» **RECORDED DATA**
# # # # #

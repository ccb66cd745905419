use super::{delegate_alias, ModelRef, QueryBuilder};
use crate::dialect::subselect;

use quill_core::{
    err,
    schema::{FieldDef, ModelDef},
    stmt::{Expr, SelectItem},
    Result, Value,
};

/// Column alias prefix of a delegate sub-model's packed fields.
pub(crate) const DELEGATE_PREFIX: &str = "$delegate$";

/// What a read returns for each row of `model`, in output order.
#[derive(Debug, Clone)]
pub(crate) struct SelectionPlan<'a> {
    pub(crate) model: &'a ModelDef,
    pub(crate) items: Vec<PlanItem<'a>>,

    /// Delegate sub-models whose own fields are merged into rows that
    /// belong to them.
    pub(crate) descendants: Vec<DescendantPlan<'a>>,
}

#[derive(Debug, Clone)]
pub(crate) enum PlanItem<'a> {
    /// A stored or computed scalar field
    Field(&'a FieldDef),

    Relation {
        field: &'a FieldDef,
        plan: SelectionPlan<'a>,

        /// The nested read arguments (`where`, `orderBy`, `take`, ...)
        args: Value,
    },

    /// `_count` of to-many relations
    Count(Vec<CountItem<'a>>),
}

#[derive(Debug, Clone)]
pub(crate) struct CountItem<'a> {
    pub(crate) field: &'a FieldDef,
    pub(crate) filter: Option<Value>,
}

#[derive(Debug, Clone)]
pub(crate) struct DescendantPlan<'a> {
    pub(crate) model: &'a ModelDef,
    pub(crate) fields: Vec<&'a FieldDef>,
}

impl<'a> SelectionPlan<'a> {
    pub(crate) fn descendant_models(&self) -> Vec<&'a ModelDef> {
        self.descendants.iter().map(|d| d.model).collect()
    }
}

impl PlanItem<'_> {
    /// Output key of the item.
    pub(crate) fn key(&self) -> &str {
        match self {
            PlanItem::Field(field) | PlanItem::Relation { field, .. } => &field.name,
            PlanItem::Count(_) => "_count",
        }
    }
}

impl<'a> QueryBuilder<'a> {
    /// Resolves `select`, `include` and `omit` into a selection plan.
    ///
    /// Without `select`, every scalar field is returned except omitted
    /// ones; a query-level `omit` beats a client-level omission, which
    /// beats the schema's. Delegate sub-model fields are only merged in
    /// that mode.
    pub(crate) fn plan(&self, model: &'a ModelDef, args: &Value) -> Result<SelectionPlan<'a>> {
        if let Some(select) = args.get("select").filter(|s| !s.is_null()) {
            let entries = select
                .as_object()
                .ok_or_else(|| err!("`select` must be an object"))?;

            let mut items = vec![];
            for (key, value) in entries {
                if value.is_truthy() {
                    items.push(self.plan_item(model, key, value)?);
                }
            }
            return Ok(SelectionPlan {
                model,
                items,
                descendants: vec![],
            });
        }

        let omit = args.get("omit");
        let mut items: Vec<PlanItem<'a>> = model
            .fields
            .values()
            .filter(|field| !field.is_relation() && !self.is_omitted(model, field, omit))
            .map(PlanItem::Field)
            .collect();

        if let Some(include) = args.get("include").and_then(Value::as_object) {
            for (key, value) in include {
                if value.is_truthy() {
                    items.push(self.plan_item(model, key, value)?);
                }
            }
        }

        let descendants = self
            .schema
            .descendants(&model.name)
            .into_iter()
            .map(|descendant| DescendantPlan {
                model: descendant,
                fields: descendant
                    .fields
                    .values()
                    .filter(|field| {
                        field.is_stored()
                            && !model.fields.contains_key(&field.name)
                            && !self.is_omitted(descendant, field, omit)
                    })
                    .collect(),
            })
            .collect();

        Ok(SelectionPlan {
            model,
            items,
            descendants,
        })
    }

    fn plan_item(&self, model: &'a ModelDef, key: &str, value: &Value) -> Result<PlanItem<'a>> {
        if key == "_count" {
            return Ok(PlanItem::Count(self.plan_count(model, value)?));
        }

        let field = model.get_field(key)?;
        if !field.is_relation() {
            return Ok(PlanItem::Field(field));
        }

        let target = self.schema.get_model(&field.ty)?;
        let args = if value.as_object().is_some() {
            value.clone()
        } else {
            Value::Null
        };

        Ok(PlanItem::Relation {
            field,
            plan: self.plan(target, &args)?,
            args,
        })
    }

    /// `_count: true` counts every to-many relation; `_count: { select: {
    /// posts: true | { where } } }` picks relations and filters them.
    fn plan_count(&self, model: &'a ModelDef, value: &Value) -> Result<Vec<CountItem<'a>>> {
        match value.get("select").and_then(Value::as_object) {
            None => Ok(model
                .relation_fields()
                .filter(|field| field.array)
                .map(|field| CountItem { field, filter: None })
                .collect()),
            Some(entries) => entries
                .iter()
                .filter(|(_, value)| value.is_truthy())
                .map(|(key, value)| {
                    Ok(CountItem {
                        field: model.get_field(key)?,
                        filter: value.get("where").cloned(),
                    })
                })
                .collect(),
        }
    }

    fn is_omitted(&self, model: &ModelDef, field: &FieldDef, omit: Option<&Value>) -> bool {
        if let Some(flag) = omit.and_then(|omit| omit.get(&field.name)) {
            return flag.is_truthy();
        }
        self.options.is_omitted(&model.name, &field.name) || field.omit
    }

    /// Top-level select items: scalar columns plus one JSON value per
    /// relation, `_count` and delegate sub-model.
    pub(crate) fn select_items(&self, plan: &SelectionPlan<'a>, target: &ModelRef<'a>) -> Result<Vec<SelectItem>> {
        let mut items = vec![];
        for item in &plan.items {
            items.push(match item {
                PlanItem::Field(field) if field.computed => {
                    SelectItem::aliased(self.field_expr(target, field)?, &field.name)
                }
                PlanItem::Field(field) => SelectItem::expr(target.column(field)),
                PlanItem::Relation { field, plan, args } => {
                    SelectItem::aliased(self.relation_select(target, field, plan, args)?, &field.name)
                }
                PlanItem::Count(counts) => {
                    SelectItem::aliased(self.count_object(target, counts)?, "_count")
                }
            });
        }

        for descendant in &plan.descendants {
            items.push(SelectItem::aliased(
                self.descendant_object(target, descendant)?,
                format!("{DELEGATE_PREFIX}{}", descendant.model.name),
            ));
        }

        Ok(items)
    }

    /// One JSON object holding everything `plan` selects from the row.
    fn object_expr(&self, plan: &SelectionPlan<'a>, target: &ModelRef<'a>) -> Result<Expr> {
        let mut fields = vec![];
        for item in &plan.items {
            let value = match item {
                PlanItem::Field(field) => {
                    let ty = self.value_type(field)?;
                    self.dialect.json_embed(self.field_expr(target, field)?, &ty)
                }
                PlanItem::Relation { field, plan, args } => self
                    .dialect
                    .json_value(self.relation_select(target, field, plan, args)?),
                PlanItem::Count(counts) => self.dialect.json_value(self.count_object(target, counts)?),
            };
            fields.push((item.key().to_string(), value));
        }

        for descendant in &plan.descendants {
            fields.push((
                format!("{DELEGATE_PREFIX}{}", descendant.model.name),
                self.dialect.json_value(self.descendant_object(target, descendant)?),
            ));
        }

        Ok(Expr::json_object(fields))
    }

    /// Correlated subquery producing the related row (or array of rows) of
    /// relation `field` as JSON.
    fn relation_select(
        &self,
        parent: &ModelRef<'a>,
        field: &'a FieldDef,
        plan: &SelectionPlan<'a>,
        args: &Value,
    ) -> Result<Expr> {
        let (mut select, target) =
            self.from_model(plan.model, self.next_alias(), &plan.descendant_models());
        select.and_filter(self.correlation(parent, field, &target)?);

        if let Some(filter) = args.get("where") {
            select.and_filter(self.filter(&target, filter)?);
        }
        if field.array {
            self.paginate(&mut select, &target, args, true)?;
        }

        select.items = vec![SelectItem::aliased(
            self.object_expr(plan, &target)?,
            subselect::OBJECT,
        )];

        Ok(if field.array {
            subselect::to_many(self.dialect, select, &self.next_alias())
        } else {
            subselect::to_one(select)
        })
    }

    fn count_object(&self, target: &ModelRef<'a>, counts: &[CountItem<'a>]) -> Result<Expr> {
        let fields = counts
            .iter()
            .map(|count| {
                let expr = self.relation_count(target, count.field, count.filter.as_ref(), false)?;
                Ok((count.field.name.clone(), expr))
            })
            .collect::<Result<Vec<_>>>()?;
        Ok(Expr::json_object(fields))
    }

    /// `CASE WHEN <sub-model row exists> THEN {own fields} END`
    fn descendant_object(&self, target: &ModelRef<'a>, descendant: &DescendantPlan<'a>) -> Result<Expr> {
        let own_alias = delegate_alias(&target.alias, &descendant.model.name);

        let fields = descendant
            .fields
            .iter()
            .map(|field| {
                let table = match &field.origin_model {
                    Some(origin) => delegate_alias(&target.alias, origin),
                    None => own_alias.clone(),
                };
                let ty = self.value_type(field)?;
                let column = Expr::column(table, &field.name);
                Ok((field.name.clone(), self.dialect.json_embed(column, &ty)))
            })
            .collect::<Result<Vec<_>>>()?;

        let present = Expr::and(
            target
                .model
                .id_fields
                .iter()
                .map(|id| Expr::is_not_null(Expr::column(&own_alias, id))),
        );

        Ok(Expr::case(vec![(present, Expr::json_object(fields))], None))
    }
}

# # # # #

» **PROBLEM REQUIREMENTS**
What is wanted is every line from the first line of the entries through the line that contains "self.descendants.iter().map(|d| d.model).collect()", given again exactly.

» **YOUR RESPONSE**
repository ccb66cd745905419
use super::{delegate_alias, ModelRef, QueryBuilder};
use crate::dialect::subselect;

use quill_core::{
    err,
    schema::{FieldDef, ModelDef},
    stmt::{Expr, SelectItem},
    Result, Value,
};

/// Column alias prefix of a delegate sub-model's packed fields.
pub(crate) const DELEGATE_PREFIX: &str = "$delegate$";

/// What a read returns for each row of `model`, in output order.
#[derive(Debug, Clone)]
pub(crate) struct SelectionPlan<'a> {
    pub(crate) model: &'a ModelDef,
    pub(crate) items: Vec<PlanItem<'a>>,

    /// Delegate sub-models whose own fields are merged into rows that
    /// belong to them.
    pub(crate) descendants: Vec<DescendantPlan<'a>>,
}

#[derive(Debug, Clone)]
pub(crate) enum PlanItem<'a> {
    /// A stored or computed scalar field
    Field(&'a FieldDef),

    Relation {
        field: &'a FieldDef,
        plan: SelectionPlan<'a>,

        /// The nested read arguments (`where`, `orderBy`, `take`, ...)
        args: Value,
    },

    /// `_count` of to-many relations
    Count(Vec<CountItem<'a>>),
}

#[derive(Debug, Clone)]
pub(crate) struct CountItem<'a> {
    pub(crate) field: &'a FieldDef,
    pub(crate) filter: Option<Value>,
}

#[derive(Debug, Clone)]
pub(crate) struct DescendantPlan<'a> {
    pub(crate) model: &'a ModelDef,
    pub(crate) fields: Vec<&'a FieldDef>,
}

impl<'a> SelectionPlan<'a> {
    pub(crate) fn descendant_models(&self) -> Vec<&'a ModelDef> {
        self.descendants.iter().map(|d| d.model).collect()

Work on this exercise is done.